Na entrega do troféu dos melhores da FIFA, entidade que comanda o futebol mundial, em Milão, na Itália, a dupla comoveu a seleta plateia. Afinal, não há nada de novo em ver o argentino Lionel Messi ser escolhido o melhor jogador do mundo pela sexta vez. A novidade soprou no discurso da jogadora americana Megan Rapinoe, de 34 anos, que destoa do padrão dos jogadores e das jogadoras por assumir posições políticas e ideológicas públicas. Depois que ganhou a Copa do Mundo de Futebol Feminino, a melhor jogadora do mundo de 2019 se recusou a encontrar o presidente dos Estados Unidos Donald Trump. Agora conclamou os atletas e as atletas do mundo inteiro a se posicionarem sobre discriminação sexual, racismo e igualdade de condições de trabalho. 
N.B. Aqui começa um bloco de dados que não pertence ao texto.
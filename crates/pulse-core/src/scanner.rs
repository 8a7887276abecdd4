use crate::error::Result;
use crate::executor::{decode, Connection, QueryExecutor};
use crate::queries;
use crate::records::IssueRecord;
use crate::types::{PipelineDescriptor, TrackedItem, CLOSED_PLACEMENT};
use crate::window::TimeWindow;
use chrono::{DateTime, Utc};
use serde_json::json;
use tracing::debug;

pub const DEFAULT_PAGE_SIZE: u32 = 50;
pub const MAX_PAGE_SIZE: u32 = 100;

/// The closed container is read in one page of this size.
pub const CLOSED_PAGE_SIZE: u32 = 100;

/// Per-run parameters shared by every scan.
#[derive(Debug, Clone)]
pub struct ScanContext {
    pub workspace_id: String,
    pub page_size: u32,
}

impl ScanContext {
    pub fn new(workspace_id: impl Into<String>, page_size: u32) -> Self {
        Self {
            workspace_id: workspace_id.into(),
            page_size: page_size.clamp(1, MAX_PAGE_SIZE),
        }
    }
}

// ---------------------------------------------------------------------------
// Window tests
// ---------------------------------------------------------------------------

/// Either timestamp falls inside the window.
pub fn in_window(
    window: &TimeWindow,
    primary: DateTime<Utc>,
    secondary: Option<DateTime<Utc>>,
) -> bool {
    window.contains(primary) || secondary.is_some_and(|s| window.contains(s))
}

/// Both timestamps are older than the window start.
pub fn is_past_cutoff(
    window: &TimeWindow,
    primary: DateTime<Utc>,
    secondary: Option<DateTime<Utc>>,
) -> bool {
    primary < window.from && secondary.map_or(true, |s| s < window.from)
}

// ---------------------------------------------------------------------------
// Pipeline scan
// ---------------------------------------------------------------------------

#[derive(Debug, Default)]
pub struct PageOutcome {
    pub items: Vec<TrackedItem>,
    pub past_cutoff: bool,
}

/// Filter one page of records. The whole page is always examined; the cutoff
/// flag only decides whether another page is requested.
pub fn process_page(
    records: Vec<IssueRecord>,
    fallback_placement: &str,
    window: &TimeWindow,
) -> PageOutcome {
    let mut outcome = PageOutcome::default();
    for record in records {
        if is_past_cutoff(window, record.updated_at, record.gh_updated_at) {
            outcome.past_cutoff = true;
        }
        if in_window(window, record.updated_at, record.gh_updated_at) {
            outcome.items.push(record.into_item(fallback_placement));
        }
    }
    outcome
}

/// Page through one pipeline, most recently updated first, until a page
/// reaches items older than the window or the pipeline is exhausted.
pub async fn scan_pipeline(
    exec: &dyn QueryExecutor,
    ctx: &ScanContext,
    pipeline: &PipelineDescriptor,
    window: &TimeWindow,
) -> Result<Vec<TrackedItem>> {
    let mut items = Vec::new();
    let mut after: Option<String> = None;
    let mut pages = 0u32;

    loop {
        let data = exec
            .execute(
                queries::pipeline_issues(),
                json!({
                    "pipelineId": pipeline.id,
                    "workspaceId": ctx.workspace_id,
                    "first": ctx.page_size,
                    "after": after,
                }),
            )
            .await?;
        let page: Connection<IssueRecord> = decode(&data, "/searchIssuesByPipeline")?;
        pages += 1;

        let next = page.next_cursor().map(str::to_string);
        let outcome = process_page(page.nodes, &pipeline.name, window);
        items.extend(outcome.items);

        if outcome.past_cutoff {
            break;
        }
        match next {
            Some(cursor) => after = Some(cursor),
            None => break,
        }
    }

    debug!(pipeline = %pipeline.name, pages, items = items.len(), "pipeline scanned");
    Ok(items)
}

// ---------------------------------------------------------------------------
// Closed scan
// ---------------------------------------------------------------------------

/// One bounded fetch of closed items; everything returned is placed in
/// [`CLOSED_PLACEMENT`].
pub async fn scan_closed(
    exec: &dyn QueryExecutor,
    ctx: &ScanContext,
    window: &TimeWindow,
) -> Result<Vec<TrackedItem>> {
    let data = exec
        .execute(
            queries::closed_issues(),
            json!({
                "workspaceId": ctx.workspace_id,
                "first": CLOSED_PAGE_SIZE,
            }),
        )
        .await?;
    let page: Connection<IssueRecord> = decode(&data, "/searchClosedIssues")?;

    let items: Vec<TrackedItem> = page
        .nodes
        .into_iter()
        .filter(|r| in_window(window, r.updated_at, r.gh_updated_at))
        .map(|r| {
            let mut item = r.into_item(CLOSED_PLACEMENT);
            item.placement = CLOSED_PLACEMENT.to_string();
            item
        })
        .collect();

    debug!(items = items.len(), "closed items scanned");
    Ok(items)
}

// ---------------------------------------------------------------------------
// Tests
// ---------------------------------------------------------------------------
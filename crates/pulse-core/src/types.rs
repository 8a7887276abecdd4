use chrono::{DateTime, Utc};
use serde::{Deserialize, Serialize};
use std::collections::BTreeSet;
use std::fmt;

/// Placement for items found by the closed-item scan.
pub const CLOSED_PLACEMENT: &str = "Closed";

/// Placement for items whose pipeline could not be determined.
pub const UNKNOWN_PLACEMENT: &str = "Unknown";

/// Prefix of ids assigned to items seen only on the secondary backend.
pub const SYNTHETIC_ID_PREFIX: &str = "gh:";

// ---------------------------------------------------------------------------
// EventSource
// ---------------------------------------------------------------------------

#[derive(Debug, Clone, Copy, PartialEq, Eq, Hash, Serialize, Deserialize)]
#[serde(rename_all = "snake_case")]
pub enum EventSource {
    Primary,
    Secondary,
}

impl EventSource {
    pub fn as_str(self) -> &'static str {
        match self {
            EventSource::Primary => "primary",
            EventSource::Secondary => "secondary",
        }
    }
}

impl fmt::Display for EventSource {
    fn fmt(&self, f: &mut fmt::Formatter<'_>) -> fmt::Result {
        f.write_str(self.as_str())
    }
}

// ---------------------------------------------------------------------------
// Event
// ---------------------------------------------------------------------------

/// One normalized timeline entry, regardless of which backend produced it.
#[derive(Debug, Clone, PartialEq, Eq, Serialize, Deserialize)]
pub struct Event {
    pub time: DateTime<Utc>,
    pub source: EventSource,
    pub description: String,
    #[serde(default, skip_serializing_if = "Option::is_none")]
    pub actor: Option<String>,
}

/// Merge event lists into one sequence ordered by time.
///
/// The sort is stable, so events sharing a timestamp keep the order in which
/// their lists were passed.
pub fn merge_events(lists: impl IntoIterator<Item = Vec<Event>>) -> Vec<Event> {
    let mut merged: Vec<Event> = lists.into_iter().flatten().collect();
    merged.sort_by_key(|e| e.time);
    merged
}

// ---------------------------------------------------------------------------
// Descriptors
// ---------------------------------------------------------------------------

#[derive(Debug, Clone, PartialEq, Eq, Serialize, Deserialize)]
pub struct PipelineDescriptor {
    pub id: String,
    pub name: String,
}

#[derive(Debug, Clone, PartialEq, Eq, Serialize, Deserialize)]
pub struct RepoDescriptor {
    pub id: String,
    /// Repository id on the secondary host.
    pub external_id: i64,
    pub name: String,
    pub owner: String,
}

impl RepoDescriptor {
    pub fn full_name(&self) -> String {
        format!("{}/{}", self.owner, self.name)
    }
}

// ---------------------------------------------------------------------------
// TrackedItem
// ---------------------------------------------------------------------------

/// An issue or pull request observed during one aggregation run.
#[derive(Debug, Clone, PartialEq, Serialize, Deserialize)]
pub struct TrackedItem {
    pub id: String,
    pub number: u64,
    pub title: String,
    #[serde(rename = "ref")]
    pub reference: String,
    pub placement: String,
    pub updated_at: DateTime<Utc>,
    #[serde(default, skip_serializing_if = "Option::is_none")]
    pub secondary_updated_at: Option<DateTime<Utc>>,
    #[serde(default, skip_serializing_if = "Option::is_none")]
    pub created_at: Option<DateTime<Utc>>,
    #[serde(default)]
    pub assignees: BTreeSet<String>,
    pub repo_name: String,
    pub repo_owner: String,
    #[serde(default, skip_serializing_if = "Option::is_none")]
    pub repo_external_id: Option<i64>,
    #[serde(default)]
    pub is_pr: bool,
    #[serde(default)]
    pub is_cross_source_item: bool,
    #[serde(default, skip_serializing_if = "Option::is_none")]
    pub cross_reference: Option<String>,
    #[serde(default, skip_serializing_if = "Vec::is_empty")]
    pub events: Vec<Event>,
}

impl TrackedItem {
    /// The most recent activity across both backends.
    pub fn display_updated_at(&self) -> DateTime<Utc> {
        match self.secondary_updated_at {
            Some(s) if s > self.updated_at => s,
            _ => self.updated_at,
        }
    }

    /// True until backfill replaces the secondary-source placeholder id.
    pub fn has_synthetic_id(&self) -> bool {
        is_synthetic_id(&self.id)
    }
}

/// Natural key shared by both backends: `repo#number`.
pub fn item_ref(repo_name: &str, number: u64) -> String {
    format!("{repo_name}#{number}")
}

pub fn synthetic_id(owner: &str, repo_name: &str, number: u64) -> String {
    format!("{SYNTHETIC_ID_PREFIX}{owner}/{repo_name}#{number}")
}

pub fn is_synthetic_id(id: &str) -> bool {
    id.starts_with(SYNTHETIC_ID_PREFIX)
}

// ---------------------------------------------------------------------------
// Tests
// ---------------------------------------------------------------------------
No seu discurso, Silvia Grecco demonstrou que aprendeu a ser uma boa narradora. Falou poucos minutos, mas conseguiu deixar uma grande mensagem para o mundo. Descreveu para o filho a importância daquela cerimônia. Fez a menção ao torcedor uruguaio Justo Sanchez que também concorria ao mesmo prêmio. Justo era simpatizante do Cerro, mas passou a torcer para a equipe rival em homenagem ao filho morto em um acidente. Nico era fã do time uruguaio Rampla e faleceu na volta de um jogo. “Nickollas, aqui na frente tem uma plateia com muitas pessoas, celebridades, jogadores e ídolos brasileiros. Estamos representando nosso time, o Palmeiras e os torcedores do Brasil. Representamos todos os torcedores do mundo, todos os que torcem pela pessoa com deficiência”, afirmou Silvia. Apesar da deficiência visual e do autismo, Nickollas concilia o estudo no sexto ano de um colégio inclusivo em São Paulo com curso de teatro, além de aulas de natação e de atletismo. A mãe do jovem torcedor do Palmeiras acredita que a pessoa com deficiência precisa ser “amada, respeitada e incluída”. 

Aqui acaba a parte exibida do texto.